I hate doing anything half-heartedly and could never just walk away from something if I hadn't finished it to the best of my ability... this is something I am currently tackling.
Most recently: my bedroom- "oh sod it" it doesn't need to be imaculately tidy!


PS "oh sod it" i cant be bothered to check how you spell imaculately lol!

Anonymous said...

Wow, I just learned a very British and more delicate way of putting "F it." Of course, I totally identified with the perfectionist stuff...

rr said...

I have this too! In fact I am taking an Irish Language class (through Community Ed) with the specific goal of NOT being the top of my class, of NOT studying much between classes.

Soon I will start volunteering around town and my goal there will be 'to be needed but not indispensable'.

I guess I am doing my best to not do my best at any cost, but its hard!

Melissa said...

I totally get this. I am still trying to challenge myself to leave the washing up overnight or stop tweaking every word I write or having a slightly less productive day than I could have had....

It is not a very comfortable way to live and often, I feel, when I'm tying myself in knots or too tired to think straight, not the most productive - so I might join you in practicing this skill.

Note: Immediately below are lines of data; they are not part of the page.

//! Cache-key derivation.
//!
//! `raw` names the underlying resource, `key` names the final processed
//! artifact. Two requests share `key` exactly when they would produce the
//! same output: same resource, same geometry, same ordered transformations.

use crate::error::{LoadError, LoadResult};
use crate::request::{DownSampleUnit, ImageRequest, ImageSource};

/// Inputs to key building that come from configuration.
#[derive(Debug, Clone, Copy)]
pub struct KeyOptions {
    /// Pixels per device-independent unit.
    pub display_scale: f32,
    /// Default for whether placeholder keys include transformations.
    pub transform_placeholders: bool,
}

impl Default for KeyOptions {
    fn default() -> Self {
        Self {
            display_scale: 1.0,
            transform_placeholders: true,
        }
    }
}

impl KeyOptions {
    fn to_pixels(&self, value: u32, unit: DownSampleUnit) -> u32 {
        match unit {
            DownSampleUnit::Pixels => value,
            DownSampleUnit::Dip => (value as f32 * self.display_scale).round() as u32,
        }
    }
}

/// Every key derived from one request.
#[derive(Debug, Clone, Default, PartialEq, Eq)]
pub struct CacheKeys {
    pub raw: String,
    pub downsampling_only: String,
    pub transformations_only: String,
    pub key: String,
    pub key_without_transformations: String,
    pub loading_placeholder: Option<String>,
    pub error_placeholder: Option<String>,
    /// False for streams that could not be checksummed. Such requests are
    /// never cached and never coalesced.
    pub cacheable: bool,
}

/// Build the key set for `request`. `stream_checksum` identifies stream
/// content once it has been read.
pub fn build_keys(
    request: &ImageRequest,
    stream_checksum: Option<&str>,
    options: &KeyOptions,
) -> LoadResult<CacheKeys> {
    let mut cacheable = true;
    let base = match request.custom_cache_key() {
        Some(custom) => custom.to_string(),
        None if request.source() == ImageSource::Stream => match stream_checksum {
            Some(checksum) => checksum.to_string(),
            None => {
                cacheable = false;
                format!("stream-{}", uuid::Uuid::new_v4())
            }
        },
        None => request.path().to_string(),
    };

    if base.trim().is_empty() {
        return Err(LoadError::InvalidKey(base));
    }

    let raw = match request.custom_cache_key() {
        Some(_) => base,
        None => base + &vector_suffix(request),
    };

    let downsampling_only = downsample_suffix(request, options);
    let transformations_only = transformation_suffix(request);

    let (key, key_without_transformations) = match request.custom_cache_key() {
        Some(custom) => (custom.to_string(), custom.to_string()),
        None => (
            format!("{raw}{downsampling_only}{transformations_only}"),
            format!("{raw}{downsampling_only}"),
        ),
    };

    let transform_placeholders = request
        .transform_placeholders()
        .unwrap_or(options.transform_placeholders);
    let placeholder_key = |path: &str| -> Option<String> {
        if path.trim().is_empty() {
            return None;
        }
        let mut key = format!("{path}{downsampling_only}");
        if transform_placeholders {
            key.push_str(&transformations_only);
        }
        Some(key)
    };

    Ok(CacheKeys {
        loading_placeholder: request
            .loading_placeholder()
            .and_then(|p| placeholder_key(&p.path)),
        error_placeholder: request
            .error_placeholder()
            .and_then(|p| placeholder_key(&p.path)),
        raw,
        downsampling_only,
        transformations_only,
        key,
        key_without_transformations,
        cacheable,
    })
}

/// `(size=WxH,type=vector[,replace=k=v,...])`, replacements sorted by key.
fn vector_suffix(request: &ImageRequest) -> String {
    let Some(vector) = request.vector() else {
        return String::new();
    };

    let mut suffix = format!("(size={}x{},type=vector", vector.width, vector.height);
    if !vector.replace.is_empty() {
        let mut pairs: Vec<_> = vector.replace.iter().collect();
        pairs.sort();
        let joined = pairs
            .iter()
            .map(|(k, v)| format!("{k}={v}"))
            .collect::<Vec<_>>()
            .join(",");
        suffix.push_str(",replace=");
        suffix.push_str(&joined);
    }
    suffix.push(')');
    suffix
}

fn downsample_suffix(request: &ImageRequest, options: &KeyOptions) -> String {
    match request.down_sample() {
        Some(ds) if !ds.is_empty() => {
            let width = options.to_pixels(ds.width, ds.unit);
            let height = options.to_pixels(ds.height, ds.unit);
            let upscale = if ds.allow_upscale { "u" } else { "" };
            format!(";{width}x{height}{upscale}")
        }
        _ => String::new(),
    }
}

fn transformation_suffix(request: &ImageRequest) -> String {
    let transformations = request.transformations();
    if transformations.is_empty() {
        return String::new();
    }
    let keys: Vec<String> = transformations.iter().map(|t| t.key()).collect();
    format!(";{}", keys.join(";"))
}

#[cfg(test)]
mod tests {
    use std::sync::Arc;

    use super::*;
    use crate::request::DownSample;
    use crate::transform::{FlipTransformation, GrayscaleTransformation};

    fn keys(request: &ImageRequest) -> CacheKeys {
        build_keys(request, None, &KeyOptions::default()).unwrap()
    }

    #[test]
    fn test_plain_path_key() {
        let k = keys(&ImageRequest::from_url("https://x/a.jpg").build());
        assert_eq!(k.raw, "https://x/a.jpg");
        assert_eq!(k.key, "https://x/a.jpg");
        assert_eq!(k.key_without_transformations, "https://x/a.jpg");
        assert!(k.cacheable);
    }

    #[test]
    fn test_downsample_and_transform_suffixes() {
        let request = ImageRequest::from_url("https://x/a.jpg")
            .down_sample(100, 80)
            .transform(Arc::new(GrayscaleTransformation))
            .transform(Arc::new(FlipTransformation::horizontal()))
            .build();
        let k = keys(&request);

        assert_eq!(k.raw, "https://x/a.jpg");
        assert_eq!(k.downsampling_only, ";100x80");
        assert_eq!(
            k.transformations_only,
            ";GrayscaleTransformation;FlipTransformation,Type=Horizontal"
        );
        assert_eq!(k.key, format!("{}{}{}", k.raw, k.downsampling_only, k.transformations_only));
        assert_eq!(k.key_without_transformations, "https://x/a.jpg;100x80");
    }

    #[test]
    fn test_identical_requests_share_key() {
        let build = || {
            ImageRequest::from_url("https://x/a.jpg")
                .down_sample(64, 64)
                .transform(Arc::new(GrayscaleTransformation))
                .build()
        };
        assert_eq!(keys(&build()).key, keys(&build()).key);
    }

    #[test]
    fn test_transformation_order_changes_key() {
        let a = ImageRequest::from_url("https://x/a.jpg")
            .transform(Arc::new(GrayscaleTransformation))
            .transform(Arc::new(FlipTransformation::vertical()))
            .build();
        let b = ImageRequest::from_url("https://x/a.jpg")
            .transform(Arc::new(FlipTransformation::vertical()))
            .transform(Arc::new(GrayscaleTransformation))
            .build();
        let (ka, kb) = (keys(&a), keys(&b));
        assert_eq!(ka.raw, kb.raw);
        assert_ne!(ka.key, kb.key);
    }

    #[test]
    fn test_dip_downsample_converted_to_pixels() {
        let request = ImageRequest::from_url("https://x/a.jpg")
            .down_sample_in_dip(50, 25)
            .build();
        let options = KeyOptions {
            display_scale: 2.0,
            ..Default::default()
        };
        let k = build_keys(&request, None, &options).unwrap();
        assert_eq!(k.downsampling_only, ";100x50");
    }

    #[test]
    fn test_upscale_marker() {
        let request = ImageRequest::from_url("https://x/a.jpg")
            .down_sample_spec(DownSample {
                allow_upscale: true,
                ..DownSample::pixels(10, 10)
            })
            .build();
        assert_eq!(keys(&request).downsampling_only, ";10x10u");
    }

    #[test]
    fn test_empty_downsample_omitted() {
        let request = ImageRequest::from_url("https://x/a.jpg").down_sample(0, 0).build();
        assert_eq!(keys(&request).downsampling_only, "");
    }

    #[test]
    fn test_custom_key_verbatim() {
        let request = ImageRequest::from_url("https://x/a.jpg?token=123")
            .cache_key("avatar-42")
            .down_sample(10, 10)
            .transform(Arc::new(GrayscaleTransformation))
            .build();
        let k = keys(&request);
        assert_eq!(k.raw, "avatar-42");
        assert_eq!(k.key, "avatar-42");
        assert_eq!(k.key_without_transformations, "avatar-42");
        assert!(k.cacheable);
    }

    #[test]
    fn test_blank_path_rejected() {
        let request = ImageRequest::from_file("   ").build();
        let result = build_keys(&request, None, &KeyOptions::default());
        assert!(matches!(result, Err(LoadError::InvalidKey(_))));
    }

    #[test]
    fn test_stream_without_checksum_is_unique_and_uncacheable() {
        let request = ImageRequest::from_stream(|_| {
            Ok(crate::request::ImageStream::from_bytes(vec![1u8]))
        })
        .build();
        let a = keys(&request);
        let b = keys(&request);
        assert!(!a.cacheable);
        assert!(a.raw.starts_with("stream-"));
        assert_ne!(a.raw, b.raw);
    }

    #[test]
    fn test_stream_checksum_key() {
        let request = ImageRequest::from_stream(|_| {
            Ok(crate::request::ImageStream::from_bytes(vec![1u8]))
        })
        .down_sample(5, 5)
        .build();
        let k = build_keys(&request, Some("abc123"), &KeyOptions::default()).unwrap();
        assert_eq!(k.raw, "abc123");
        assert_eq!(k.key, "abc123;5x5");
        assert!(k.cacheable);
    }

    #[test]
    fn test_vector_replace_map_order_insensitive() {
        let a = ImageRequest::from_file("icon.svg")
            .vector(24, 24)
            .vector_replace([("#000", "#fff"), ("fill", "red")])
            .build();
        let b = ImageRequest::from_file("icon.svg")
            .vector(24, 24)
            .vector_replace([("fill", "red"), ("#000", "#fff")])
            .build();
        let (ka, kb) = (keys(&a), keys(&b));
        assert_eq!(ka.raw, "icon.svg(size=24x24,type=vector,replace=#000=#fff,fill=red)");
        assert_eq!(ka.key, kb.key);
    }

    #[test]
    fn test_vector_size_changes_key() {
        let a = ImageRequest::from_file("icon.svg").vector(24, 24).build();
        let b = ImageRequest::from_file("icon.svg").vector(48, 48).build();
        assert_ne!(keys(&a).key, keys(&b).key);
    }

    #[test]
    fn test_placeholder_keys_follow_transform_setting() {
        let request = ImageRequest::from_url("https://x/a.jpg")
            .down_sample(10, 10)
            .transform(Arc::new(GrayscaleTransformation))
            .loading_placeholder("loading.png", ImageSource::CompiledResource)
            .error_placeholder("error.png", ImageSource::CompiledResource)
            .build();
        let k = keys(&request);
        assert_eq!(
            k.loading_placeholder.as_deref(),
            Some("loading.png;10x10;GrayscaleTransformation")
        );

        let options = KeyOptions {
            transform_placeholders: false,
            ..Default::default()
        };
        let k = build_keys(&request, None, &options).unwrap();
        assert_eq!(k.error_placeholder.as_deref(), Some("error.png;10x10"));
    }

    #[test]
    fn test_request_override_beats_default_for_placeholders() {
        let request = ImageRequest::from_url("https://x/a.jpg")
            .transform(Arc::new(GrayscaleTransformation))
            .loading_placeholder("loading.png", ImageSource::CompiledResource)
            .transform_placeholders(false)
            .build();
        let k = keys(&request);
        assert_eq!(k.loading_placeholder.as_deref(), Some("loading.png"));
        assert_eq!(k.error_placeholder, None);
    }
}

Look forward to more European inspired talks! XX

Cathy (UK) said...

I lack the "Oh, sod it" gene/gene profile too.. I never felt I had to please others - just to satisfy my own impulse to do everything in great detail and 'get it right'.

I've learnt the hard way. I've learnt to practise 'sod it' activities and do things by time rather than completion/perfection.
So, I tell myself I will spend 'x' minutes on an activity. If I have not completed the activity in 'x' minutes then I let it go and return to it later.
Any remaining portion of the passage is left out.